Architecting a VMware NSX Solution : Operational Considerations : 11.2 NSX Controller Operational Considerations : 11.2.1 General Considerations
   
11.2.1 General Considerations
Verify that there are a minimum of three NSX Controller nodes deployed in a cluster. NSX for vSphere 6.1.x supports only clusters with three nodes. NSX Controller nodes are deployed as virtual appliances from the NSX Manager user interface. Each appliance is characterized by an IP address used for all control plane interactions with configuration of 4 vCPUs and 4 GB of RAM and currently cannot be modified.
VMware recommends spreading the deployment of the cluster nodes across separate ESXi hosts for increased reliability so that the failure of a single ESXi host does not cause the loss of majority number in the cluster. VMware NSX does not currently provide any embedded capability to enforce this, so the recommendation is to leverage the native vSphere anti-affinity rules to avoid deploying more than one controller node on the same ESXi host. For more information on how to create a VM-to-VM anti-affinity rule, see the “Create a VM-VM Affinity Rule in the vSphere Web Client” section of the VMware vSphere Resource Management Guide.
Verify that all NSX Controller nodes display a Connected status. If any of the Controller nodes displays a Disconnected status, run the show control-cluster status command on all NSX Controller nodes to verify a consistent state.

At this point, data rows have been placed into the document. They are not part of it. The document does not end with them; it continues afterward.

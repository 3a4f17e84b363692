//! Runtime configuration.
//!
//! Defaults come from the build environment, then the page's query string can
//! override them, e.g. `/?api=http://10.0.0.5:8081&refresh=15&log=info`.

use log::Level;

use crate::error::ConfigError;

#[cfg(test)]
#[path = "config_test.rs"]
mod config_test;

/// Backend used when `OBSERVATORY_API_URL` is not set at build time.
pub const DEFAULT_BASE_URL: &str = "http://localhost:8081";

/// Settings for one dashboard session.
#[derive(Clone, Debug, PartialEq)]
pub struct ObservatoryConfig {
	/// Base URL of the state endpoint, without a trailing slash.
	pub base_url: String,
	/// Seconds between automatic refreshes of the current graph.
	pub refresh_interval_secs: Option<u32>,
	/// Most verbose level logged to the console.
	pub log_level: Level,
}

impl Default for ObservatoryConfig {
	fn default() -> Self {
		Self {
			base_url: trim_base_url(option_env!("OBSERVATORY_API_URL").unwrap_or(DEFAULT_BASE_URL)),
			refresh_interval_secs: None,
			log_level: Level::Debug,
		}
	}
}

fn trim_base_url(url: &str) -> String {
	url.trim().trim_end_matches('/').to_string()
}

impl ObservatoryConfig {
	/// Defaults overridden by the current page's query string, together with
	/// the overrides that were rejected.
	///
	/// Runs before a logger may be installed, so rejections are returned for
	/// the caller to log.
	pub fn from_location() -> (Self, Vec<ConfigError>) {
		let mut config = Self::default();
		let mut rejected = Vec::new();
		let Some(window) = web_sys::window() else {
			return (config, rejected);
		};
		let Ok(search) = window.location().search() else {
			return (config, rejected);
		};
		let Ok(params) = web_sys::UrlSearchParams::new_with_str(&search) else {
			return (config, rejected);
		};
		for key in ["api", "refresh", "log"] {
			if let Some(value) = params.get(key) {
				if let Err(e) = config.apply_param(key, &value) {
					rejected.push(e);
				}
			}
		}
		(config, rejected)
	}

	/// Applies one already-decoded query parameter. A bad value leaves the
	/// current setting untouched. Unknown keys are ignored.
	pub fn apply_param(&mut self, key: &str, value: &str) -> Result<(), ConfigError> {
		match key {
			"api" => {
				let url = trim_base_url(value);
				if url.is_empty() {
					return Err(ConfigError::EmptyApi);
				}
				self.base_url = url;
			}
			"refresh" => match value.trim().parse::<u32>() {
				Ok(0) => self.refresh_interval_secs = None,
				Ok(secs) => self.refresh_interval_secs = Some(secs),
				Err(_) => return Err(ConfigError::Refresh(value.to_string())),
			},
			"log" => match value.trim().parse::<Level>() {
				Ok(level) => self.log_level = level,
				Err(_) => return Err(ConfigError::LogLevel(value.to_string())),
			},
			_ => {}
		}
		Ok(())
	}
}
//! Async operations that fetch from the backend and fold the results into the
//! shared [`ObservatoryState`] signal.

use leptos::prelude::*;
use leptos::task::spawn_local;
use log::{debug, error, info};

use super::observatory::ObservatoryState;
use crate::api;

fn now_ms() -> f64 {
	js_sys::Date::now()
}

/// Loads the graph list, then the first graph if none is selected yet.
pub fn fetch_graph_list(state: RwSignal<ObservatoryState>) {
	let base_url = state.with_untracked(|s| s.base_url.clone());
	state.update(|s| s.begin_graph_list());
	spawn_local(async move {
		match api::fetch_graph_list(&base_url).await {
			Ok(graphs) => {
				info!("Loaded {} graphs", graphs.len());
				let mut pick = None;
				state.update(|s| pick = s.apply_graph_list(graphs));
				if let Some(name) = pick {
					fetch_graph(state, name);
				}
			}
			Err(e) => {
				error!("Couldn't load graph list: {}", e);
				state.update(|s| s.apply_error(None, &e));
			}
		}
	});
}

/// Loads the snapshot of `name`, making it the current graph.
pub fn fetch_graph(state: RwSignal<ObservatoryState>, name: String) {
	debug!("Fetching graph {}", name);
	let base_url = state.with_untracked(|s| s.base_url.clone());
	let mut ticket = None;
	state.update(|s| ticket = Some(s.begin_graph(now_ms())));
	let Some(ticket) = ticket else {
		return;
	};
	spawn_local(async move {
		match api::fetch_graph(&base_url, &name).await {
			Ok(traffic) => {
				state.update(|s| {
					if s.current_graph != name {
						info!("Graph changed; new graph {}", name);
					}
					if !s.apply_graph(ticket, &name, traffic, now_ms()) {
						debug!("Dropped stale snapshot of {}", name);
					}
				});
			}
			Err(e) => {
				error!("Couldn't load graph {}: {}", name, e);
				state.update(|s| s.apply_error(Some(ticket), &e));
			}
		}
	});
}

/// Re-fetches the current graph.
pub fn refresh(state: RwSignal<ObservatoryState>) {
	match state.with_untracked(ObservatoryState::refresh_target) {
		Some(name) => fetch_graph(state, name),
		None => debug!("Nothing to refresh"),
	}
}
use super::*;

fn with_nodes(updated: Option<f64>) -> TrafficNode {
	TrafficNode {
		name: "edge".into(),
		updated,
		nodes: Some(vec![TrafficNode {
			name: "api".into(),
			..Default::default()
		}]),
		..Default::default()
	}
}

fn loaded(updated: f64) -> VizProps {
	VizProps {
		traffic: with_nodes(Some(updated)),
		..Default::default()
	}
}

#[test]
fn initial_commands_end_with_view_then_data() {
	let props = loaded(1.0);
	let cmds = initial_commands(&props);
	assert!(matches!(cmds[0], VizCommand::UpdateStyles(_)));
	assert_eq!(
		cmds[1],
		VizCommand::SetOptions {
			allow_dragging_of_nodes: false,
			show_labels: true,
		}
	);
	let n = cmds.len();
	assert!(matches!(cmds[n - 2], VizCommand::SetView { .. }));
	assert!(matches!(cmds[n - 1], VizCommand::UpdateData(_)));
}

#[test]
fn unchanged_props_issue_nothing() {
	let old = loaded(5.0);
	let mut next = old.clone();
	assert!(diff(&old, &mut next, 100.0).is_empty());
}

#[test]
fn view_change_issues_only_set_view() {
	let old = loaded(5.0);
	let mut next = old.clone();
	next.view = vec!["api".into()];
	assert_eq!(
		diff(&old, &mut next, 100.0),
		vec![VizCommand::SetView {
			view: vec!["api".into()],
			highlight: None,
		}]
	);

	let mut next = old.clone();
	next.object_to_highlight = Some("api".into());
	assert_eq!(diff(&old, &mut next, 100.0).len(), 1);
}

#[test]
fn option_flags_are_sent_together() {
	let old = loaded(5.0);
	let mut next = old.clone();
	next.allow_dragging_of_nodes = true;
	assert_eq!(
		diff(&old, &mut next, 100.0),
		vec![VizCommand::SetOptions {
			allow_dragging_of_nodes: true,
			show_labels: true,
		}]
	);
}

#[test]
fn each_changed_field_maps_to_its_call() {
	let old = loaded(5.0);
	let mut next = old.clone();
	next.styles.insert("colorText".into(), "#fff".into());
	next.filters.push(TrafficFilter {
		name: "rps".into(),
		kind: FilterKind::Connection,
		min_volume: 1.0,
	});
	next.modes.insert("detailedNode".into(), "volume".into());
	next.definitions.insert("db".into(), "Database".into());
	next.match_text = "ap".into();
	let cmds = diff(&old, &mut next, 100.0);
	assert_eq!(cmds.len(), 5);
	assert!(matches!(cmds[0], VizCommand::UpdateStyles(_)));
	assert!(matches!(cmds[1], VizCommand::SetFilters(_)));
	assert!(matches!(cmds[2], VizCommand::SetModes(_)));
	assert!(matches!(cmds[3], VizCommand::UpdateDefinitions(_)));
	assert_eq!(cmds[4], VizCommand::FindNodes("ap".into()));
}

#[test]
fn newer_snapshot_pushes_data() {
	let old = loaded(5.0);
	let mut next = loaded(6.0);
	assert!(matches!(
		diff(&old, &mut next, 100.0).as_slice(),
		[VizCommand::UpdateData(_)]
	));

	let mut older = loaded(4.0);
	assert!(diff(&old, &mut older, 100.0).is_empty());
}

#[test]
fn missing_stamp_is_filled_with_now() {
	let old = loaded(5.0);
	let mut next = VizProps {
		traffic: with_nodes(None),
		..Default::default()
	};
	let cmds = diff(&old, &mut next, 100.0);
	assert_eq!(next.traffic.updated, Some(100.0));
	assert!(matches!(cmds.as_slice(), [VizCommand::UpdateData(_)]));

	// the stamped props, diffed against themselves, stay quiet
	let stamped = next.clone();
	assert!(diff(&stamped, &mut next, 200.0).is_empty());
}

#[test]
fn data_is_pushed_while_old_traffic_has_no_nodes() {
	let old = VizProps {
		traffic: TrafficNode {
			updated: Some(50.0),
			..Default::default()
		},
		..Default::default()
	};
	let mut next = loaded(10.0);
	assert!(matches!(
		diff(&old, &mut next, 100.0).as_slice(),
		[VizCommand::UpdateData(_)]
	));
}
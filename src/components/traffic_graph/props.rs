//! Inputs of the traffic graph and the change detection that turns a props
//! update into the minimal set of engine calls.

use std::collections::BTreeMap;

use crate::traffic::TrafficNode;

#[cfg(test)]
#[path = "props_test.rs"]
mod props_test;

/// What a filter is applied to.
#[derive(Clone, Copy, Debug, PartialEq, Eq)]
pub enum FilterKind {
	/// Hides nodes whose connections carry less than the threshold in total.
	Node,
	/// Hides connections carrying less than the threshold.
	Connection,
}

#[derive(Clone, Debug, PartialEq)]
pub struct TrafficFilter {
	pub name: String,
	pub kind: FilterKind,
	pub min_volume: f64,
}

/// Everything the dashboard hands to the traffic graph.
#[derive(Clone, Debug, PartialEq)]
pub struct VizProps {
	pub traffic: TrafficNode,
	pub view: Vec<String>,
	/// Node name to highlight once the view is set.
	pub object_to_highlight: Option<String>,
	pub filters: Vec<TrafficFilter>,
	pub show_labels: bool,
	pub allow_dragging_of_nodes: bool,
	/// Style name to colour overrides; unknown names are ignored by the engine.
	pub styles: BTreeMap<String, String>,
	/// Display modes per detail level, e.g. `detailedNode => volume`.
	pub modes: BTreeMap<String, String>,
	/// Node class to a description shown in the notice panel.
	pub definitions: BTreeMap<String, String>,
	/// Search text; nodes whose name contains it are ringed.
	pub match_text: String,
}

impl Default for VizProps {
	fn default() -> Self {
		Self {
			traffic: TrafficNode::default(),
			view: Vec::new(),
			object_to_highlight: None,
			filters: Vec::new(),
			show_labels: true,
			allow_dragging_of_nodes: false,
			styles: BTreeMap::new(),
			modes: BTreeMap::new(),
			definitions: BTreeMap::new(),
			match_text: String::new(),
		}
	}
}

/// A single call into the engine.
#[derive(Clone, Debug, PartialEq)]
pub enum VizCommand {
	UpdateStyles(BTreeMap<String, String>),
	SetView {
		view: Vec<String>,
		highlight: Option<String>,
	},
	SetFilters(Vec<TrafficFilter>),
	SetOptions {
		allow_dragging_of_nodes: bool,
		show_labels: bool,
	},
	SetModes(BTreeMap<String, String>),
	UpdateDefinitions(BTreeMap<String, String>),
	FindNodes(String),
	UpdateData(TrafficNode),
}

impl VizCommand {
	pub fn name(&self) -> &'static str {
		match self {
			VizCommand::UpdateStyles(_) => "updateStyles",
			VizCommand::SetView { .. } => "setView",
			VizCommand::SetFilters(_) => "setFilters",
			VizCommand::SetOptions { .. } => "setOptions",
			VizCommand::SetModes(_) => "setModes",
			VizCommand::UpdateDefinitions(_) => "updateDefinitions",
			VizCommand::FindNodes(_) => "findNodes",
			VizCommand::UpdateData(_) => "updateData",
		}
	}
}

fn set_view(p: &VizProps) -> VizCommand {
	VizCommand::SetView {
		view: p.view.clone(),
		highlight: p.object_to_highlight.clone(),
	}
}

fn set_options(p: &VizProps) -> VizCommand {
	VizCommand::SetOptions {
		allow_dragging_of_nodes: p.allow_dragging_of_nodes,
		show_labels: p.show_labels,
	}
}

/// Calls issued when the engine is first created.
pub fn initial_commands(props: &VizProps) -> Vec<VizCommand> {
	let mut cmds = vec![
		VizCommand::UpdateStyles(props.styles.clone()),
		set_options(props),
		VizCommand::SetFilters(props.filters.clone()),
		VizCommand::UpdateDefinitions(props.definitions.clone()),
	];
	if !props.modes.is_empty() {
		cmds.push(VizCommand::SetModes(props.modes.clone()));
	}
	cmds.push(set_view(props));
	cmds.push(VizCommand::UpdateData(props.traffic.clone()));
	if !props.match_text.is_empty() {
		cmds.push(VizCommand::FindNodes(props.match_text.clone()));
	}
	cmds
}

/// Compares the previous and next props and returns the engine calls needed
/// to bring the engine in line with `next`.
///
/// `next.traffic.updated` is stamped with `now_ms` when missing, so a snapshot
/// is only pushed again once a newer one arrives.
pub fn diff(old: &VizProps, next: &mut VizProps, now_ms: f64) -> Vec<VizCommand> {
	let mut cmds = Vec::new();
	if next.styles != old.styles {
		cmds.push(VizCommand::UpdateStyles(next.styles.clone()));
	}
	if next.view != old.view || next.object_to_highlight != old.object_to_highlight {
		cmds.push(set_view(next));
	}
	if next.filters != old.filters {
		cmds.push(VizCommand::SetFilters(next.filters.clone()));
	}
	if next.show_labels != old.show_labels
		|| next.allow_dragging_of_nodes != old.allow_dragging_of_nodes
	{
		cmds.push(set_options(next));
	}
	if next.modes != old.modes {
		cmds.push(VizCommand::SetModes(next.modes.clone()));
	}
	if next.definitions != old.definitions {
		cmds.push(VizCommand::UpdateDefinitions(next.definitions.clone()));
	}
	if next.match_text != old.match_text {
		cmds.push(VizCommand::FindNodes(next.match_text.clone()));
	}

	let updated = *next.traffic.updated.get_or_insert(now_ms);
	if old.traffic.nodes.is_none() || updated > old.traffic.updated.unwrap_or(0.0) {
		cmds.push(VizCommand::UpdateData(next.traffic.clone()));
	}
	cmds
}
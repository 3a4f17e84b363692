//! Dashboard widgets.

pub mod controls;
pub mod notice;
pub mod traffic_graph;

Table 9. NSX Controller Status
Type
Status
Join status
Join complete
Majority status
Connected to cluster majority
Cluster ID
Same information on all Controller nodes
 
In addition, check that all roles are consistent on all NSX Controller nodes.
Table 10. NSX Controller Node Role Status
Role
Configured Status
Active Status
api_provider
enabled
activated
persistence_server
enabled
activated
switch_manager
enabled
activated
logical_manager
enabled
activated
directory_server
enabled
activated
Verify that vnet-controller process is running. Run the show process command on all Controller nodes and check that the java-dir-server service is running.
Verify the system status and resource utilization for each NSX Controller. Run the show status command ensuring load is optimal for all nodes.
Verify the cluster history and check that there is no sign of host connection flapping, VNI join failures, or abnormal cluster membership changes. Run the show control-cluster history command.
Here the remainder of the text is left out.